Randall weaves himself into the show before the daughter motif is raised, and by the time it comes, we are invested in him. So when, after a false positive, Randall hands a folder to Lix revealing their daughter's death in a 1940 air raid, Chancellor and Capaldi show just how good they are:



Now break down the scene into its component parts, one with dialogue, and two without.

The dialogue (Identification of speakers, and characterization of tone by me):
Randall: Would you forgive me if I asked you to go?

Lix: [clearly gutted, voice roughened and a bit ragged] I-I can't move.

Randall: [pause, softly] Please.

Randall: [fiddling, with papers on desk, still softly, but clearly anxious; almost begging her] Please, I need you to.

Lix: [looks up, firmly] No.

Lix: [resuming her normal posture, more firmly--almost angrily] No, Randall, I won't go. [Pause]
I won't. [Almost dismissively] You just just do what you need to do.
Now, as I read this part of the sequence, Lix is both pulling herself together, but feeling that Randall is pushing her away, and trivializing their loss into just another crisis to be tidied away. She's feeling him try to reassemble his walls after he tore down hers, which she is trying hastily to reassemble.

The first portion without dialogue is even more impressive. It's a tableaux--Randall's breakdown as Lix watches. It's easy to focus only on Capaldi's bravura performance of a man living Yeats's line "the center cannot hold." The moment when he's no longer tidying, or adjusting, but flinging, destroying, happens so gradually that it's easy to miss. And then when he drops to the chair (so fast the camera loses him) with a single sob--Capaldi completely incarnates Randall's despair.

[The score, by the way, is very good here--unobtrusive, but subtly getting louder and a tad more dissonant as Randall spirals out of control.]

But you lose fully half the value of the scene if you only focus on Capaldi.
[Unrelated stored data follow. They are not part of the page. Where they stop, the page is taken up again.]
//! Whole-program tests for containers: construction, indexing, the bound
//! method set, reference-count observability and the clone-before-mutate
//! policy.

use pretty_assertions::assert_eq;

use bracken::Interpreter;

fn run(src: &str) -> String {
    Interpreter::new()
        .run(src)
        .unwrap_or_else(|err| panic!("program failed: {}", err))
}

fn run_err(src: &str) -> String {
    match Interpreter::new().run(src) {
        Ok(out) => panic!("expected error, got output {:?}", out),
        Err(err) => err.message,
    }
}

#[test]
fn list_construction_and_display() {
    assert_eq!(run("echo [list 1 2 3]"), "[list 1 2 3]");
    assert_eq!(run("echo [list \"a b\" 1.5]"), "[list \"a b\" 1.500000]");
    assert_eq!(run("echo [new-list 3]"), "[list null null null]");
}

#[test]
fn range_is_half_open_and_can_descend() {
    assert_eq!(run("echo [range 3]"), "[list 0 1 2]");
    assert_eq!(run("echo [range 2 5]"), "[list 2 3 4]");
    assert_eq!(run("echo [range 3 0]"), "[list 2 1 0]");
    assert_eq!(run("echo [range 0 0]"), "[list]");
}

#[test]
fn positional_indexing() {
    assert_eq!(run("echo [list 1 2 3]:0"), "1");
    assert_eq!(run("echo [list 1 2 3]:2"), "3");
    // Float keys truncate toward zero.
    assert_eq!(run("echo [list 1 2 3]:1.9"), "2");
    assert_eq!(run("echo \"hello\":1"), "e");
}

#[test]
fn len_members() {
    assert_eq!(run("echo \"hello\":len"), "5");
    assert_eq!(run("echo [list 1 2 3]:len"), "3");
}

#[test]
fn out_of_bounds_errors_name_index_and_length() {
    assert_eq!(
        run_err("echo [list 1 2]:5"),
        "Index 5 out of bounds for list of length 2."
    );
    assert_eq!(
        run_err("echo \"ab\":-1"),
        "Index -1 out of bounds for string of length 2."
    );
}

#[test]
fn unknown_members_error() {
    assert_eq!(run_err("echo \"x\":frob"), "No member 'frob' in string.");
    assert_eq!(run_err("echo [list]:frob"), "No member 'frob' in list.");
    assert_eq!(run_err("echo [map]:frob"), "No member 'frob' in map.");
}

#[test]
fn unsupported_index_types_error() {
    assert_eq!(run_err("echo 5:0"), "Can not index int with int.");
    assert_eq!(run_err("echo [map]:0"), "Can not index map with int.");
}

#[test]
fn list_push_pop_shift_unshift() {
    assert_eq!(run("[let! $l [list 1]; $l:push! 2 3; echo $l]"), "[list 1 2 3]");
    assert_eq!(run("[let! $l [list 1 2]; echo [$l:pop!] $l:len]"), "21");
    assert_eq!(run("[let! $l [list 1 2]; echo [$l:shift!] $l:len]"), "11");
    assert_eq!(
        run("[let! $l [list 3]; $l:unshift! 1 2; echo $l]"),
        "[list 1 2 3]"
    );
    assert_eq!(run_err("[list]:pop!"), "Can not pop from an empty list.");
    assert_eq!(run_err("[list]:shift!"), "Can not shift from an empty list.");
}

#[test]
fn list_set_slice_fill_dup_reverse_cat() {
    assert_eq!(run("[let! $l [list 1 2 3]; $l:set! 1 9; echo $l]"), "[list 1 9 3]");
    assert_eq!(
        run("[let! $l [list 0 1 2 3 4]; $l:slice! 1 3; echo $l]"),
        "[list 1 2]"
    );
    assert_eq!(run("[let! $l [list 1 2]; $l:fill! 7; echo $l]"), "[list 7 7]");
    assert_eq!(run("[let! $l [list 1 2]; $l:dup! 2; echo $l]"), "[list 1 2 1 2]");
    assert_eq!(run("[let! $l [list 1 2]; $l:dup! 0; echo $l:len]"), "0");
    assert_eq!(run("[let! $l [list 1 2 3]; $l:reverse!; echo $l]"), "[list 3 2 1]");
    assert_eq!(
        run("[let! $l [list 1]; $l:cat! [list 2 3]; echo $l]"),
        "[list 1 2 3]"
    );
    // Self-concatenation reads a snapshot of the receiver.
    assert_eq!(run("[let! $l [list 1 2]; $l:cat! $l; echo $l]"), "[list 1 2 1 2]");
    assert_eq!(run_err("[list 1]:cat! 5"), "list expected, got int.");
}

#[test]
fn slice_bounds_errors() {
    assert_eq!(
        run_err("[list 1 2]:slice! 5 6"),
        "slice start 5 is out of range for list of length 2."
    );
    assert_eq!(
        run_err("[list 1 2 3]:slice! 2 1"),
        "slice end 1 is less than slice start 2."
    );
    assert_eq!(
        run_err("[list 1 2 3]:slice! 0 3"),
        "slice end 3 is out of range for list of length 3."
    );
}

#[test]
fn string_methods() {
    assert_eq!(run("[let! $s \"abc\"; $s:reverse!; echo $s]"), "cba");
    assert_eq!(run("[let! $s \"abcde\"; $s:slice! 1 4; echo $s]"), "bcd");
    assert_eq!(run("[let! $s \"ab\"; $s:dup! 3; echo $s]"), "ababab");
    assert_eq!(run("[let! $s \"ab\"; $s:cat! \"cd\" 12; echo $s]"), "abcd12");
    assert_eq!(run("[let! $s \"abc\"; $s:set! 1 \"X\"; echo $s]"), "aXc");
    // Int values are written as raw bytes: 66 is 'B'.
    assert_eq!(run("[let! $s \"abc\"; $s:set! 0 66; echo $s]"), "Bbc");
    assert_eq!(
        run_err("[let! $s \"abc\"; $s:set! 1 \"XY\"]"),
        "Value string must be of length 1."
    );
}

#[test]
fn string_split() {
    assert_eq!(
        run("echo \"a,b,c\":split \",\""),
        "[list \"a\" \"b\" \"c\"]"
    );
    assert_eq!(
        run("echo \"a,,b\":split \",\""),
        "[list \"a\" \"\" \"b\"]"
    );
    // Separator longer than the string: one copy of the whole string.
    assert_eq!(run("echo \"ab\":split \"abc\""), "[list \"ab\"]");
    assert_eq!(run("echo \"ab\":split \"\""), "[list \"a\" \"b\"]");
    assert_eq!(run_err("\"ab\":split 5"), "Expected string, got int.");
}

#[test]
fn map_construction_lookup_and_methods() {
    assert_eq!(run("echo [map \"a\" 1]:a"), "1");
    // Non-string keys are stringified at construction.
    assert_eq!(run("echo [map 12 \"x\"]:\"12\""), "x");
    assert_eq!(run("[let! $m [map \"a\" 1]; $m:set! \"b\" 2; echo $m:b]"), "2");
    assert_eq!(
        run_err("[let! $m [map \"a\" 1]; $m:del! \"a\"; echo $m:a]"),
        "No member 'a' in map."
    );
    assert_eq!(run_err("map \"odd\""), "map must have an even amount of arguments.");
}

#[test]
fn for_over_list_binds_index_and_element() {
    assert_eq!(
        run("[for $i $x [list 10 20 30] [echo $i $x]]"),
        "010120230"
    );
    assert_eq!(run("[for $x [list 1 2 3] [echo $x]]"), "123");
    // No loop variables at all still runs the body.
    assert_eq!(run("[let! $n 0; for [list 7 8] [set! $n [+ $n 1]]; echo $n]"), "2");
}

#[test]
fn for_over_map_visits_each_pair_adjacently() {
    let out = run("[for $k $v [map \"a\" 1 \"b\" 2] [echo $k; echo $v]]");
    assert!(
        out == "a1b2" || out == "b2a1",
        "unexpected iteration output {:?}",
        out
    );
}

#[test]
fn for_loop_break_and_continue() {
    assert_eq!(
        run("[for $x [list 1 2 3 4] [if [= $x 3] [break]; echo $x]]"),
        "12"
    );
    assert_eq!(
        run("[for $x [list 1 2 3] [if [= $x 2] [continue]; echo $x]]"),
        "13"
    );
}

#[test]
fn refcount_counts_bindings() {
    assert_eq!(run("[let! $a [list 1]; echo [refcount $a]]"), "1");
    assert_eq!(run("[let! $a [list 1]; let! $b $a; echo [refcount $a]]"), "2");
    assert_eq!(run("echo [refcount [list 1]]"), "0");
    assert_eq!(run("echo [refcount 5]"), "-1");
    // Nested scopes share the binding cell and add no references.
    assert_eq!(run("[let! $a [list 1]; [echo [refcount $a]]]"), "1");
    // Releasing a binding brings the count back down.
    assert_eq!(
        run("[let! $a [list 1]; let! $b $a; del! $b; echo [refcount $a]]"),
        "1"
    );
}

#[test]
fn shared_lists_clone_before_mutate() {
    // `push` on a shared list leaves both existing references untouched.
    assert_eq!(
        run("[let! $a [list 1]; let! $b $a; let! $c [$a:push 2]; echo $a:len $b:len $c:len]"),
        "112"
    );
    // `push` on a sole-owner list mutates in place.
    assert_eq!(run("echo [[list 1]:push 2]:len"), "2");
    // `push!` always mutates, visible through every reference.
    assert_eq!(
        run("[let! $a [list 1]; let! $b $a; $a:push! 2; echo $b:len]"),
        "2"
    );
}

#[test]
fn shared_strings_clone_before_mutate() {
    assert_eq!(
        run("[let! $a \"abc\"; let! $b $a; let! $c [$a:reverse]; echo $a $b $c]"),
        "abcabccba"
    );
    assert_eq!(
        run("[let! $a \"abc\"; let! $b $a; $a:reverse!; echo $b]"),
        "cba"
    );
}

#[test]
fn clone_is_shallow() {
    // The clone is a new container, so pushing to it leaves the original
    // alone, but elements are shared, not copied.
    assert_eq!(
        run("[let! $a [list [list 1]]; let! $b [$a:clone]; $b:push! 2; \
             echo $a:len $b:len [refcount $a:0]]"),
        "122"
    );
}

#[test]
fn map_commands_capture_the_map_as_receiver() {
    assert_eq!(
        run("[let! $m [map \"v\" 10 \"get\" [cmd [do [return $this:v]]]]; echo [$m:get]]"),
        "10"
    );
}

#[test]
fn expired_receiver_is_an_error_not_a_crash() {
    let msg = run_err(
        "[let! $m [map \"f\" [cmd [do [return $this]]]]; \
         let! $f $m:f; del! $m; f]",
    );
    assert_eq!(msg, "Receiver of command is no longer alive.");
}

#[test]
fn commands_are_first_class_values() {
    assert_eq!(
        run("[let! $ops [list [cmd $x [return [+ $x 1]]]]; echo [[do $ops:0] 41]]"),
        "42"
    );
}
Because Chancellor is every bit as good, and as pivotal, here. Lix watches, at first judgmentally, coolly appraising her onetime lover's weakness, which she doesn't understand. As Randall's control begins to shred, and the anger and despair take over, her face grows heavier, empathy dawns in her eyes. She sees this isn't mere anxiety-soothing eccentricity, but something far more. As Randall begins to create mess and then to throw things, her newly reassembled walls break down, and a tear for him trails down her face. She grows alarmed (for Randall--she's not afraid of him, but for him). The full measure of the tragedy for Randall as well as for herself is heavy in the room. When he collapses, she squeezes the tears from her eyes.

The third movement is much, much shorter, but still brilliantly performed. Lix hurries to Randall, and throws her arms around him--

--only for him to flail away, startled, frightened, terrified, by the intimacy. He has one layer of skin too few, and cannot bear to be touched. Lix pulls back, but doesn't completely break contact, hurt but now understanding. Gently, she pushes his head back down to the blotter, and puts her arms around him, much more tentatively, but, when he doesn't flail away from her, more firmly, resting her cheek against his head. This time, he accepts her embrace, and returns it, placing his hand over hers.

It's an extraordinary sequence, brilliantly performed. The characters' respective psyches are illuminated as by a bolt of lightning, and, heart-rending though it is, the last moment is somehow--hopeful.